Content starts

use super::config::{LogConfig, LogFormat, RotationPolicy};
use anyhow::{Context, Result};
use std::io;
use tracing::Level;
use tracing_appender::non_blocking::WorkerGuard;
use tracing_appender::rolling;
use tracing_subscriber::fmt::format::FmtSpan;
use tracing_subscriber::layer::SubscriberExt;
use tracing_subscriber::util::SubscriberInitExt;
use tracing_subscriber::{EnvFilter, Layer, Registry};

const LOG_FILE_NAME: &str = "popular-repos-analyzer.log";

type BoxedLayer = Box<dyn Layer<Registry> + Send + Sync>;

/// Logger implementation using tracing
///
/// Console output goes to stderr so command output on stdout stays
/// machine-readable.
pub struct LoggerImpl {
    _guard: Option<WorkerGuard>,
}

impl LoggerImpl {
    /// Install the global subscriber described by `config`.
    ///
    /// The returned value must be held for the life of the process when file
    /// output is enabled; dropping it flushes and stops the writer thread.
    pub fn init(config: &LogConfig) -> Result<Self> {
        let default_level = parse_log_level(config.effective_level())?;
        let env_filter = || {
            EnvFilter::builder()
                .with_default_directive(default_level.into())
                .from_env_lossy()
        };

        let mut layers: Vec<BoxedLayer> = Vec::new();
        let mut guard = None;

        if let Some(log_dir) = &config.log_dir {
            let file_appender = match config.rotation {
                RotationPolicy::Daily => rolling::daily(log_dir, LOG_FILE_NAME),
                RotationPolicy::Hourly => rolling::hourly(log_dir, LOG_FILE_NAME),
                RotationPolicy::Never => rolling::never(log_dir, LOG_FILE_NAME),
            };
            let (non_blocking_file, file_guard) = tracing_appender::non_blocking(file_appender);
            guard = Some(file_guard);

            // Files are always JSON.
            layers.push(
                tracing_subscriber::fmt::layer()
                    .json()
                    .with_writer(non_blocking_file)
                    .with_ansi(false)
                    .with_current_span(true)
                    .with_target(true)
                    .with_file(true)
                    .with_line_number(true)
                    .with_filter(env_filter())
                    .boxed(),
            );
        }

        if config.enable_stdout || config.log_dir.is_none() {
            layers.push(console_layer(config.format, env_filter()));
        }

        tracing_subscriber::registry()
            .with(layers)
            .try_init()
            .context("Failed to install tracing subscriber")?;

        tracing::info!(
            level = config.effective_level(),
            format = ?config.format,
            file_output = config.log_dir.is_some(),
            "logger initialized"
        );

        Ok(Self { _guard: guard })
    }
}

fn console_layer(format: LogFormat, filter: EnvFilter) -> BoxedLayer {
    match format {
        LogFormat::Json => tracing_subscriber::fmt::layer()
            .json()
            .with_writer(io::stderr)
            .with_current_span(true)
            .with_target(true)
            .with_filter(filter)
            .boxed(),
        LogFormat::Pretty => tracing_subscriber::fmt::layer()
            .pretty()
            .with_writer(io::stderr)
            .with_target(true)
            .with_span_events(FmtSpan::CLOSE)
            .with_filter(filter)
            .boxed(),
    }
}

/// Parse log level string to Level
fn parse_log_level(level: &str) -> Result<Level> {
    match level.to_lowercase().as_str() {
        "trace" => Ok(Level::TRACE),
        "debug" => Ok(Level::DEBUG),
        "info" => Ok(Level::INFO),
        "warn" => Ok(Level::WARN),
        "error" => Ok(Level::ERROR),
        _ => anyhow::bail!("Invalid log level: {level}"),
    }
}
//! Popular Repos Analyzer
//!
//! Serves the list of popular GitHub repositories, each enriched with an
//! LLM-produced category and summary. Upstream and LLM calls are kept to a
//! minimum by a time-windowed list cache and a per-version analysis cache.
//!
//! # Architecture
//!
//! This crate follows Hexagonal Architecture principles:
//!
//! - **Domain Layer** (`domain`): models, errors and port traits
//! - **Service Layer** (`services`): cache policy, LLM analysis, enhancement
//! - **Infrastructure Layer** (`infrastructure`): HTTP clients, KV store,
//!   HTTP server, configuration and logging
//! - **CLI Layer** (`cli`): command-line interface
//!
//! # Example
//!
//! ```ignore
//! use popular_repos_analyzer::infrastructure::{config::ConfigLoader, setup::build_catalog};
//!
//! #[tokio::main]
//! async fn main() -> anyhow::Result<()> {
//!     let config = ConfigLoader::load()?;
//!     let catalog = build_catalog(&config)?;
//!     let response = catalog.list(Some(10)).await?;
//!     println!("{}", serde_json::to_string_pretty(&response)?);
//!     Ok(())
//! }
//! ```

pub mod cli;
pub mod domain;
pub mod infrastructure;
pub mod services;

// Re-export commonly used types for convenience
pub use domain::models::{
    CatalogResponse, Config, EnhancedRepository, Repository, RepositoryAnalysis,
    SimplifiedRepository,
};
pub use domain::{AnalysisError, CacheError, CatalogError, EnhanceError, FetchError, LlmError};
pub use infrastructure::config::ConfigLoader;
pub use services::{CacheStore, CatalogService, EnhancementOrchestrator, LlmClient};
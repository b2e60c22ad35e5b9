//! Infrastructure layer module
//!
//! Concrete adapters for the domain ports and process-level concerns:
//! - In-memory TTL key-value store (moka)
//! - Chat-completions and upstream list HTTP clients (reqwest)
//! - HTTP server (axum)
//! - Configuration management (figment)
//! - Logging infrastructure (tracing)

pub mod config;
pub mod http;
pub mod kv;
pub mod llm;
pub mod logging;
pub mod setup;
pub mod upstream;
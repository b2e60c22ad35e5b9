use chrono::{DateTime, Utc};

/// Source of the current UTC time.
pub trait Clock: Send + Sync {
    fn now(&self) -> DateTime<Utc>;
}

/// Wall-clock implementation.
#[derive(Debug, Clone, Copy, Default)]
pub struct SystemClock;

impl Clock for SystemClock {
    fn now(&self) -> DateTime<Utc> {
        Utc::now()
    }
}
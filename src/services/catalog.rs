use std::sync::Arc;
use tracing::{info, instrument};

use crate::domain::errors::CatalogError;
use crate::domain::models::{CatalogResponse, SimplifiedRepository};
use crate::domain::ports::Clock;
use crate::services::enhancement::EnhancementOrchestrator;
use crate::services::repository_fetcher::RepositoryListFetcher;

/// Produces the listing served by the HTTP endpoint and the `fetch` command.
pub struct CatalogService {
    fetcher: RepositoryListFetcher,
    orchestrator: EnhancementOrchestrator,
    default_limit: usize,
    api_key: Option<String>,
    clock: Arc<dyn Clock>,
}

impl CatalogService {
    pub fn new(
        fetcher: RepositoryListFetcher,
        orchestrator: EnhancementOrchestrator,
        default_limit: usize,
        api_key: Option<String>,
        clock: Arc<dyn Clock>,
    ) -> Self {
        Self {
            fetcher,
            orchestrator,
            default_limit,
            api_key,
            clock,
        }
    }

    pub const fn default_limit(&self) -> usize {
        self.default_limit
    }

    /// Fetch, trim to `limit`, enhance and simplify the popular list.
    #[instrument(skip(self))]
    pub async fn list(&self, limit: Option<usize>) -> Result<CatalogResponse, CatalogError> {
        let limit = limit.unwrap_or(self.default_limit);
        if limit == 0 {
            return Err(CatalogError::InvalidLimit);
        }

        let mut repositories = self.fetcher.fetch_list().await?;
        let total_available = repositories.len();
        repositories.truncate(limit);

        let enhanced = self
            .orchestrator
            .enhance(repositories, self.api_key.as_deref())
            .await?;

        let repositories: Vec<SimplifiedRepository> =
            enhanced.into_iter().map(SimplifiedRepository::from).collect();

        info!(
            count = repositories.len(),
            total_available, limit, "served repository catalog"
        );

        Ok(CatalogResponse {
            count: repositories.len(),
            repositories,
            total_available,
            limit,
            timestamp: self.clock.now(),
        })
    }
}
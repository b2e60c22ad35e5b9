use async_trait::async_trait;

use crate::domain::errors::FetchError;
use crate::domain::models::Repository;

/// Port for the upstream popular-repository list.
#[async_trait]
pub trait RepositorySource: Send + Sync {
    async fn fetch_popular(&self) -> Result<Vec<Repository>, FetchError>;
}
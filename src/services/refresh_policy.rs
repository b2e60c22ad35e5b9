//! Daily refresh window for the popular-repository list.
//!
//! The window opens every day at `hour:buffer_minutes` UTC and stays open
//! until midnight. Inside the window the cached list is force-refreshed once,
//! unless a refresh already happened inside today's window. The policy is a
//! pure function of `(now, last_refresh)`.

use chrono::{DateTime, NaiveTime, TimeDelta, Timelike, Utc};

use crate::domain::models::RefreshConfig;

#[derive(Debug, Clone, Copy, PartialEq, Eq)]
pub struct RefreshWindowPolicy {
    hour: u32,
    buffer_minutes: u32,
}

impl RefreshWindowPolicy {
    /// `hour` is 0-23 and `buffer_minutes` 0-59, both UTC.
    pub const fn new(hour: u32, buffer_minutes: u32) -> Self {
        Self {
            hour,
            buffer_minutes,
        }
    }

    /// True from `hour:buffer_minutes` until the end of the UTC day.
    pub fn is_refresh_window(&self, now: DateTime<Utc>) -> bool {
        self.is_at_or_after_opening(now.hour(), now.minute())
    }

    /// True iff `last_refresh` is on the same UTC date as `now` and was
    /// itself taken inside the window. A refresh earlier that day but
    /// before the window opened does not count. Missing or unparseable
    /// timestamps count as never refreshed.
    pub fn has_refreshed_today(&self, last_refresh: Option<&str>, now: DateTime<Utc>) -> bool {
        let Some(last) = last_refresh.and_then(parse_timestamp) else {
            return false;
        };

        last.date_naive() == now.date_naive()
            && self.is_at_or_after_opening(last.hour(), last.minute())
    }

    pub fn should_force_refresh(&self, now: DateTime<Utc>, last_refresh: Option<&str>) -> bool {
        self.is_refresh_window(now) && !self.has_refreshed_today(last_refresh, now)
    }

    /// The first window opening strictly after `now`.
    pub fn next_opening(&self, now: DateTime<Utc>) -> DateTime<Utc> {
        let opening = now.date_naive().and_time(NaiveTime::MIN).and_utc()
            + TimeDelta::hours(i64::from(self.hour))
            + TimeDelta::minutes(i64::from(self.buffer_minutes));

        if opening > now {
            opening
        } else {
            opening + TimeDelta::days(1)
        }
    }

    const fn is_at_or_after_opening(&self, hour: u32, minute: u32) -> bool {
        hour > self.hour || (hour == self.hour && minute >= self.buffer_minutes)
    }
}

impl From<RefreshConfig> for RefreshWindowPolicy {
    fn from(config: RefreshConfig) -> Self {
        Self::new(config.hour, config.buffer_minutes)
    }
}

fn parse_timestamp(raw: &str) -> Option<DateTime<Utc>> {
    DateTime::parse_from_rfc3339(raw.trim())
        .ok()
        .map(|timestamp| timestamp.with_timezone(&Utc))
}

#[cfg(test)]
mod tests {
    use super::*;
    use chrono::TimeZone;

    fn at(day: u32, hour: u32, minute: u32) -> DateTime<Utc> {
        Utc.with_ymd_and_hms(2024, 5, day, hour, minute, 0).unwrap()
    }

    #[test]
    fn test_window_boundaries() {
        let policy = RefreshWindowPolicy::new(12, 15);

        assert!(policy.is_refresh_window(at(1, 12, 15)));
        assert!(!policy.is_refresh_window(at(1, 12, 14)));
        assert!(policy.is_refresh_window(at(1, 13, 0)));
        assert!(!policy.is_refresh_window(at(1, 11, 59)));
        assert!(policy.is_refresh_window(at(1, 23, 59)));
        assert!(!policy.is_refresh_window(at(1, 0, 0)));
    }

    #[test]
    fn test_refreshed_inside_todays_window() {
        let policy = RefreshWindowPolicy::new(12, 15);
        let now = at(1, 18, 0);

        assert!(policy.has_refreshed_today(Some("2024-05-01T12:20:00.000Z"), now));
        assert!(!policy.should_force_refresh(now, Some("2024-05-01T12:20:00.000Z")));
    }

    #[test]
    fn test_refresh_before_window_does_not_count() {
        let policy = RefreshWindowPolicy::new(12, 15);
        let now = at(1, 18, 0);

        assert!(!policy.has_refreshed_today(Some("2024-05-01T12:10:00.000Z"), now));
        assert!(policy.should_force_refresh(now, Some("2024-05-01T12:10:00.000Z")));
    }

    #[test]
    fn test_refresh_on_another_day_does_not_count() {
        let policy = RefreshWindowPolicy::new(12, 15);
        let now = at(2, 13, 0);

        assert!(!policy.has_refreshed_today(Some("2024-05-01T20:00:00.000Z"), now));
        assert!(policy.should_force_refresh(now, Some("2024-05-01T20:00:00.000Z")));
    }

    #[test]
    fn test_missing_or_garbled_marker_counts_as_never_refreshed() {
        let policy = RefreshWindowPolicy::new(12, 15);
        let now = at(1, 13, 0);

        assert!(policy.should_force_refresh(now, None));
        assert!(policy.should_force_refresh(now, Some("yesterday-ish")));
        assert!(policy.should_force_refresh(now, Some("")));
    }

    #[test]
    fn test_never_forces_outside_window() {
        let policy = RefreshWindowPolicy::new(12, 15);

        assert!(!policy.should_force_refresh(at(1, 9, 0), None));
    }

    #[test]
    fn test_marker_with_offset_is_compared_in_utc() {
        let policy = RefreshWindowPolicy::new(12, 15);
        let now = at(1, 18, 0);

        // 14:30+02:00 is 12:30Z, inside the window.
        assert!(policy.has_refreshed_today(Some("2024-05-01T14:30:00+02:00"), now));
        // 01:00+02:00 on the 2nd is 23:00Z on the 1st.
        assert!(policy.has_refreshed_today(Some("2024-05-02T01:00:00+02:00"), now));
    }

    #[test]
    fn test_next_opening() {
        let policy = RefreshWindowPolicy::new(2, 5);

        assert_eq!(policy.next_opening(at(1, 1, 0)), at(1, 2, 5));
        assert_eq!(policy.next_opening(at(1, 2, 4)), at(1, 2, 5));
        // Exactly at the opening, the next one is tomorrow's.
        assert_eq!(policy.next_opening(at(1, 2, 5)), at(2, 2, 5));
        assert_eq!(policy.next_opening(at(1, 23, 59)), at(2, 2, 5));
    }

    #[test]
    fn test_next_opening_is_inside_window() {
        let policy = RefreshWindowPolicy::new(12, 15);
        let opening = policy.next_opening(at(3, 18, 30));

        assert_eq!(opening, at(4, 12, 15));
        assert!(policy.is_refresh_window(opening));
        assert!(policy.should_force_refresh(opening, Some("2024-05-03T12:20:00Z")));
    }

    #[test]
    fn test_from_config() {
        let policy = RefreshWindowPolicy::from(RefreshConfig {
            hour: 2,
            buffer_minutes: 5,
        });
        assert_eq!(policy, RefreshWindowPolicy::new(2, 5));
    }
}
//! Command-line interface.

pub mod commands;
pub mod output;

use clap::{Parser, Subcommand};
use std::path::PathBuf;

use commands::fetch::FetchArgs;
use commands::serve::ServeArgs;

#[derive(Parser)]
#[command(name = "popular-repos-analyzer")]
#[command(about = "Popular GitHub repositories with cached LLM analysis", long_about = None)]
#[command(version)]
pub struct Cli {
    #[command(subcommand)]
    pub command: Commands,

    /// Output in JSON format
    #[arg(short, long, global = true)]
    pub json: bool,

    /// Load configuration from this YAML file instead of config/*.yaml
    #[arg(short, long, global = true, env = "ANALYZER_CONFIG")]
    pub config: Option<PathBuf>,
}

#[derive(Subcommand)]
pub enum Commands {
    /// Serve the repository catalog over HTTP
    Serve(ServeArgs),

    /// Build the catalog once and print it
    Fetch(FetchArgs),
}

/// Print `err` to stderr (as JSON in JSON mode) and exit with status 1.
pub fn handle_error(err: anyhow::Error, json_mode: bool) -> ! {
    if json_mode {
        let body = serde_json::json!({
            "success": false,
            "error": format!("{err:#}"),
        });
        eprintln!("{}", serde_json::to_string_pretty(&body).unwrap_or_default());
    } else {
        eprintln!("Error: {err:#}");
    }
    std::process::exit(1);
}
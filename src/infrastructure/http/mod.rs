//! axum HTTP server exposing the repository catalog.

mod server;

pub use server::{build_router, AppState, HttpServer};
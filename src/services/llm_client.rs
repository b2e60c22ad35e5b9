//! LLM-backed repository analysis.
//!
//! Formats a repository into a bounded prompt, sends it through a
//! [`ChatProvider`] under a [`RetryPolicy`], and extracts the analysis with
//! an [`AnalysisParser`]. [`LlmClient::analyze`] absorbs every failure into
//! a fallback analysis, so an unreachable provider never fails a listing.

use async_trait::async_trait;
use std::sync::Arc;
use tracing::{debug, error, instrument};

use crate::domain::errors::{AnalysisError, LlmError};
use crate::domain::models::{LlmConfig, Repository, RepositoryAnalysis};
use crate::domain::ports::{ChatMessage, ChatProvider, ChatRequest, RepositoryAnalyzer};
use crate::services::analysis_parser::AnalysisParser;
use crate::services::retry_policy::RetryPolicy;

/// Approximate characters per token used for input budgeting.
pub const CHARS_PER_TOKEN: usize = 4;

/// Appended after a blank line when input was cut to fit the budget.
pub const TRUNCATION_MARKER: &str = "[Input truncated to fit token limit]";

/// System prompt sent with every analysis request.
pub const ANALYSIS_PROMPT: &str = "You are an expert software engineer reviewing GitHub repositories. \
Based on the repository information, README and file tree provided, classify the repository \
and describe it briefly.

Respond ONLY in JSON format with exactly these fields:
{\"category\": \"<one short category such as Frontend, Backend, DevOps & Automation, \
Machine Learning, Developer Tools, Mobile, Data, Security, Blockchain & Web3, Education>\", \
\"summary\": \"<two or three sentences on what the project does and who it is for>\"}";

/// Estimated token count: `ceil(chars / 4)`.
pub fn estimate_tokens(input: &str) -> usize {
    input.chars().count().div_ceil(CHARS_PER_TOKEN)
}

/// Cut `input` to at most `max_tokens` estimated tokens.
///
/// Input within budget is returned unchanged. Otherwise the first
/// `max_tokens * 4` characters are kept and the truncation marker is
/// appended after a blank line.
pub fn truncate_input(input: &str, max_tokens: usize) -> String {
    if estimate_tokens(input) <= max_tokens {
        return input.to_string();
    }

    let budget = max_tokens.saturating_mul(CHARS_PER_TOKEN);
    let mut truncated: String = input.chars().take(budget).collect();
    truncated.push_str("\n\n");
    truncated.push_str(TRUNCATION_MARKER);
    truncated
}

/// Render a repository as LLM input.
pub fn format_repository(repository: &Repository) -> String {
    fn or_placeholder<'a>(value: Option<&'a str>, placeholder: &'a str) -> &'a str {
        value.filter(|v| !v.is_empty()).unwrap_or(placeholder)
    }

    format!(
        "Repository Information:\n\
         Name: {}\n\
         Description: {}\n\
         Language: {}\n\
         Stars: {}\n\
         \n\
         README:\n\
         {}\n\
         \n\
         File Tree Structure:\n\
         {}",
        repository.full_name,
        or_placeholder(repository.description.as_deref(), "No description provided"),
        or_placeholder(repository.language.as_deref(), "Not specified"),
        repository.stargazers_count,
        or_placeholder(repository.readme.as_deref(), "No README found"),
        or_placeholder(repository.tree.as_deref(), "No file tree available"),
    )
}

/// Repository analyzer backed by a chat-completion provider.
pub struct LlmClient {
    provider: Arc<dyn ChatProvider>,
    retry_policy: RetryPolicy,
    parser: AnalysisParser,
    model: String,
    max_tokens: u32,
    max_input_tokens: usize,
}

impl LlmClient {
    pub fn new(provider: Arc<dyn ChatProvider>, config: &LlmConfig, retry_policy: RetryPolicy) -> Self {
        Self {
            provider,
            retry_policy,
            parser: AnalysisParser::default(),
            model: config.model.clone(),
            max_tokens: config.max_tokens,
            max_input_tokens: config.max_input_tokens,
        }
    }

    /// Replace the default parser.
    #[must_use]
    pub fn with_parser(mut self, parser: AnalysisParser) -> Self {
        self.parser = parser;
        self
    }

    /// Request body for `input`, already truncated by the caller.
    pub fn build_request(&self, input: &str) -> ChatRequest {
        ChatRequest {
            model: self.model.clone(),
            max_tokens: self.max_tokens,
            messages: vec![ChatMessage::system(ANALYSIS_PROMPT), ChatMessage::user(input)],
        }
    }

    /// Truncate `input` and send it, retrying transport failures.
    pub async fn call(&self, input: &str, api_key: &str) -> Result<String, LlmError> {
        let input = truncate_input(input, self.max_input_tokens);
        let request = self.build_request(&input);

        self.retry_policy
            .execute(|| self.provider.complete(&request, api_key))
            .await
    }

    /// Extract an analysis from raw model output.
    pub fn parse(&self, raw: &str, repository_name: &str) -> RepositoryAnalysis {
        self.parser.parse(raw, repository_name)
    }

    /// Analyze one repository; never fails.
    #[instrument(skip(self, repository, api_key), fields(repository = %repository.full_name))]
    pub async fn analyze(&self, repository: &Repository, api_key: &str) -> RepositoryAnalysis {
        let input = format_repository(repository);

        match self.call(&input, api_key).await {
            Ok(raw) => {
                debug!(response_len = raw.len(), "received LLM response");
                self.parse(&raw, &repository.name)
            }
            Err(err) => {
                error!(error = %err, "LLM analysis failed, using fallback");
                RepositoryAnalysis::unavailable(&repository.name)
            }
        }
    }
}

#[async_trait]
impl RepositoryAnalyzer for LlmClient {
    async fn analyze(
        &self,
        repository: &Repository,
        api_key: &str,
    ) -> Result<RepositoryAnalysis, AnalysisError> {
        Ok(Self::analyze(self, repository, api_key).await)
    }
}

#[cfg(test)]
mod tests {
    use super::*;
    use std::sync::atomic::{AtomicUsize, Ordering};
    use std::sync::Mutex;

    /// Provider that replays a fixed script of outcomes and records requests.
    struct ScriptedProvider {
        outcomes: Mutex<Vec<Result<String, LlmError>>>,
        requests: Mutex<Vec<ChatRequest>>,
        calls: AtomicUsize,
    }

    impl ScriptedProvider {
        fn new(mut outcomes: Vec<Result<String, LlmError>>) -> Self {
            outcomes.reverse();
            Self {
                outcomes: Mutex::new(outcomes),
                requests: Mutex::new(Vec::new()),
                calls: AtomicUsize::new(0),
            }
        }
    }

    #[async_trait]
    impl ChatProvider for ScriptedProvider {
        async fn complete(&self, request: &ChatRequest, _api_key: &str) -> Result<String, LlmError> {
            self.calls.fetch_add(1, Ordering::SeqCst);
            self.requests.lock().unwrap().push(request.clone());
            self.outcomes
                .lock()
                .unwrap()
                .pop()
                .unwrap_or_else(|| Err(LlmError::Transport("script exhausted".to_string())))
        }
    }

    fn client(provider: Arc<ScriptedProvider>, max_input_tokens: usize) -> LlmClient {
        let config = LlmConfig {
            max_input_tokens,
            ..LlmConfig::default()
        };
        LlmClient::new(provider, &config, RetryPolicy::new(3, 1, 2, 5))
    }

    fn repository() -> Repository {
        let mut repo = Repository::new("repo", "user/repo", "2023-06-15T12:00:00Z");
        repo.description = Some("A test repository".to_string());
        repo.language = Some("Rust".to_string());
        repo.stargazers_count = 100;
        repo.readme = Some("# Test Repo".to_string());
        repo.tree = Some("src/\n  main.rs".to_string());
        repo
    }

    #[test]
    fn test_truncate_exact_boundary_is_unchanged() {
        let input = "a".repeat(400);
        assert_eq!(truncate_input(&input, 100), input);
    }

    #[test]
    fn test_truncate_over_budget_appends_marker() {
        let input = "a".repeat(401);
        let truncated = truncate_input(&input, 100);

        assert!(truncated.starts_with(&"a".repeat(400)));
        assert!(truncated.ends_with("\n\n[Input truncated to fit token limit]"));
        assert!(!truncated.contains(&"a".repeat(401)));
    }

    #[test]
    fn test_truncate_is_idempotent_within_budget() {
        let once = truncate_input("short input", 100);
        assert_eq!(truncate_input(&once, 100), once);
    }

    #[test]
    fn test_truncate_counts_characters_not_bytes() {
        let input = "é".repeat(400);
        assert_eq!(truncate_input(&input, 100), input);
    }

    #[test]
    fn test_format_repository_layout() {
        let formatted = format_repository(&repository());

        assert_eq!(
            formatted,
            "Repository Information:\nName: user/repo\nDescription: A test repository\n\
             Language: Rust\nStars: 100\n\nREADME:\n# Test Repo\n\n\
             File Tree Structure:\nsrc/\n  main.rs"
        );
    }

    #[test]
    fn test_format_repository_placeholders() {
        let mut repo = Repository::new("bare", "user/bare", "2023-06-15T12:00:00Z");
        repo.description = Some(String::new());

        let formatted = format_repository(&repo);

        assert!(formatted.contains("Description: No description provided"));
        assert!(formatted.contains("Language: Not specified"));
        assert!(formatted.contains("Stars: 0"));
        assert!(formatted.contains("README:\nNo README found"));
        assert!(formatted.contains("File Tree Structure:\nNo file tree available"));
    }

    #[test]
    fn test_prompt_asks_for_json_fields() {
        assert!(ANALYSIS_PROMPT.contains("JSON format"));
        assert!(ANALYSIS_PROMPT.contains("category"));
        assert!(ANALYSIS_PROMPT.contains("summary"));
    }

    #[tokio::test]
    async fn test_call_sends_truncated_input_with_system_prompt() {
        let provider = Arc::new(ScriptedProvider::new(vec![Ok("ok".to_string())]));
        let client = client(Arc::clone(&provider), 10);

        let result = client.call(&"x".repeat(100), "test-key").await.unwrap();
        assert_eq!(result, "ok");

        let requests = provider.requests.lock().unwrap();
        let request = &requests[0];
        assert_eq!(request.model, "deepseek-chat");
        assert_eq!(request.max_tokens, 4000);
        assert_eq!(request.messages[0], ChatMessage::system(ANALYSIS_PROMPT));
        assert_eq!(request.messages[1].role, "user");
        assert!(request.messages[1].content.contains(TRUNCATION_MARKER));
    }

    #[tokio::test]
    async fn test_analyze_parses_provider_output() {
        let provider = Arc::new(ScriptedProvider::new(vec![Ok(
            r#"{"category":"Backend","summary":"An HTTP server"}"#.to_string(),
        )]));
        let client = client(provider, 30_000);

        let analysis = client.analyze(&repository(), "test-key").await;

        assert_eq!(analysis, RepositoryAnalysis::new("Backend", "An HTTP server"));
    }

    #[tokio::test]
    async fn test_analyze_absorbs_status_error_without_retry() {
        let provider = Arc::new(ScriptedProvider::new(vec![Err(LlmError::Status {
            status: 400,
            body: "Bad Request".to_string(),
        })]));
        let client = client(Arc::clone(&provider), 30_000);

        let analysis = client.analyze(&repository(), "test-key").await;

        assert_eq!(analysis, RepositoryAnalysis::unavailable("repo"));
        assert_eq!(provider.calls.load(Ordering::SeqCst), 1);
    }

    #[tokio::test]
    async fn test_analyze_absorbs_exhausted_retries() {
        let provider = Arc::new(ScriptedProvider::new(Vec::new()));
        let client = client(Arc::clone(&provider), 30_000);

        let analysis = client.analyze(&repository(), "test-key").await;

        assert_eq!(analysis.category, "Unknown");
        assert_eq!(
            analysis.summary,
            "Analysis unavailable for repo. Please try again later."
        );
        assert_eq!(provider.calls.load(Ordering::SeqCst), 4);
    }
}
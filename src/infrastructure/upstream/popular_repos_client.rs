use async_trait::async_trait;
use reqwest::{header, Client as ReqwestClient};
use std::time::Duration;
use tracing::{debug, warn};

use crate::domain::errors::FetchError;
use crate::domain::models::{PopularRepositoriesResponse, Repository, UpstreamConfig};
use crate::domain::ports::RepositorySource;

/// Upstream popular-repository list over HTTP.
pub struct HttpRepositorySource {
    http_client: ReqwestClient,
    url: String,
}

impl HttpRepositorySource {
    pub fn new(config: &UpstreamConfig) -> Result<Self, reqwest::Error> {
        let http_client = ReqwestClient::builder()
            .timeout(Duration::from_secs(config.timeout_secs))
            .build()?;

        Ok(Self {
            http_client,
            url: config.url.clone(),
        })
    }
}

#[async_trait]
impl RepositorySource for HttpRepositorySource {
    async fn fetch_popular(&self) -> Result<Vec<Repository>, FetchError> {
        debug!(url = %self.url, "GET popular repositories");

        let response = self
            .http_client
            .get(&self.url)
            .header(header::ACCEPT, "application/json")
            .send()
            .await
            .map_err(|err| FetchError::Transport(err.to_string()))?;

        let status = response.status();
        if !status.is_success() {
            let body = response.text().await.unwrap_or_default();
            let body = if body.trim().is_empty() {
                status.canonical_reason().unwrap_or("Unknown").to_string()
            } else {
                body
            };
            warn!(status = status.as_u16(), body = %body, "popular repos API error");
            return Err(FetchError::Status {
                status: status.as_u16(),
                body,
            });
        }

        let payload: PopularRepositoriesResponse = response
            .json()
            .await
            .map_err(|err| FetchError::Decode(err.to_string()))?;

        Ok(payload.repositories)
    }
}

Content ends

» **Directions**: When the word "axum" appears in a line of the listing, copy that line.

» **Your response**:
//! - HTTP server (axum)
//! axum HTTP server exposing the repository catalog.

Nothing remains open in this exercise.